As Formula 1 continues to expand its reach, its events with the greatest traditions have found themselves increasingly under threat. History alone does not keep a race on the calendar, as the Italian Grand Prix organisers are finding out the hard way in their battle to save Monza’s place as part of the world championship circus. Over the years there have been 41 different grands prix, which means more than half of the places Formula 1 has visited are now just names in the record books. F1’s latest affair saw the European Grand Prix moniker attached to the Baku circuit in Azerbaijan, a venue unknown to the racing fraternity. This brings forth a serious question: in its mad rush to milk money from every single avenue it can(with hosting Grand Prix in wealthy areas having little to none Motorsport heritage being the latest one), is the circus justified in sacrificing genuine tracks that have provided good racing? To find an answer to this question let us have a look at a few lost F1 circuits that fell by the wayside.

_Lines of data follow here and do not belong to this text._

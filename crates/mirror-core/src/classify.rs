//! Extension based image classification.

use std::path::Path;
use std::str::FromStr;

use serde::{Deserialize, Serialize};
use strum::{Display, EnumIter, EnumString};

/// File extensions recognized as images.
#[derive(
    Debug, Clone, Copy, PartialEq, Eq, Hash, Display, EnumIter, EnumString, Serialize, Deserialize,
)]
#[strum(serialize_all = "lowercase", ascii_case_insensitive)]
#[serde(rename_all = "lowercase")]
pub enum ImageExtension {
    Jpg,
    Jpeg,
    Png,
    Gif,
    Bmp,
    Tiff,
    Webp,
}

impl ImageExtension {
    /// Classify a path by its final extension component.
    pub fn from_path(path: &Path) -> Option<Self> {
        let ext = path.extension()?.to_str()?;
        Self::from_str(ext).ok()
    }
}

/// Check whether a path names a candidate image.
///
/// Purely name based: the file is never opened.
pub fn is_image(path: &Path) -> bool {
    ImageExtension::from_path(path).is_some()
}

#[cfg(test)]
mod tests {
    use super::*;
    use strum::IntoEnumIterator;

    #[test]
    fn test_recognized_extensions() {
        for ext in ["jpg", "jpeg", "png", "gif", "bmp", "tiff", "webp"] {
            let name = format!("photo.{ext}");
            assert!(is_image(Path::new(&name)), "{name}");
        }
        assert_eq!(ImageExtension::iter().count(), 7);
    }

    #[test]
    fn test_case_insensitive() {
        assert!(is_image(Path::new("IMG_0001.JPG")));
        assert!(is_image(Path::new("scan.TiFf")));
        assert_eq!(
            ImageExtension::from_path(Path::new("a/b/C.PNG")),
            Some(ImageExtension::Png)
        );
    }

    #[test]
    fn test_non_images() {
        assert!(!is_image(Path::new("readme.txt")));
        assert!(!is_image(Path::new("Makefile")));
        assert!(!is_image(Path::new(".png")));
        assert!(!is_image(Path::new("archive.png.txt")));
        assert!(!is_image(Path::new("photo.tif")));
        assert!(!is_image(Path::new("photo.")));
    }

    #[test]
    fn test_only_final_extension_counts() {
        assert!(is_image(Path::new("backup.txt.png")));
        assert!(is_image(Path::new("dir.jpg/inner.gif")));
        assert!(!is_image(Path::new("dir.jpg/inner")));
    }

    #[test]
    fn test_display() {
        assert_eq!(ImageExtension::Webp.to_string(), "webp");
    }
}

Kyalami translates to ‘my home’ in Zulu, truly was that to African motorsport, having hosted the South African Grand Prix between 1967 and 1993 save for a 1986-91 hiatus.
Early events were hosted by East London, and the final two by Kyalami’s ‘mirror’ circuit, but the original Kyalami layout, comprising a long downhill straight, tricky Esses and fast, flowing corners, remains iconic.
The event was generally staged early in the season – once on New Year’s Day – thus providing winter respite for northern hemispherians. No world championship can exclude an entire continent, and South Africa alone has the requisite infrastructure and F1 culture in its region.
Kyalami, one of the lost F1 circuits, is being revamped to F1 standards, but a grand prix requires enormous political will and realistic economic demands – without which it is unlikely to happen.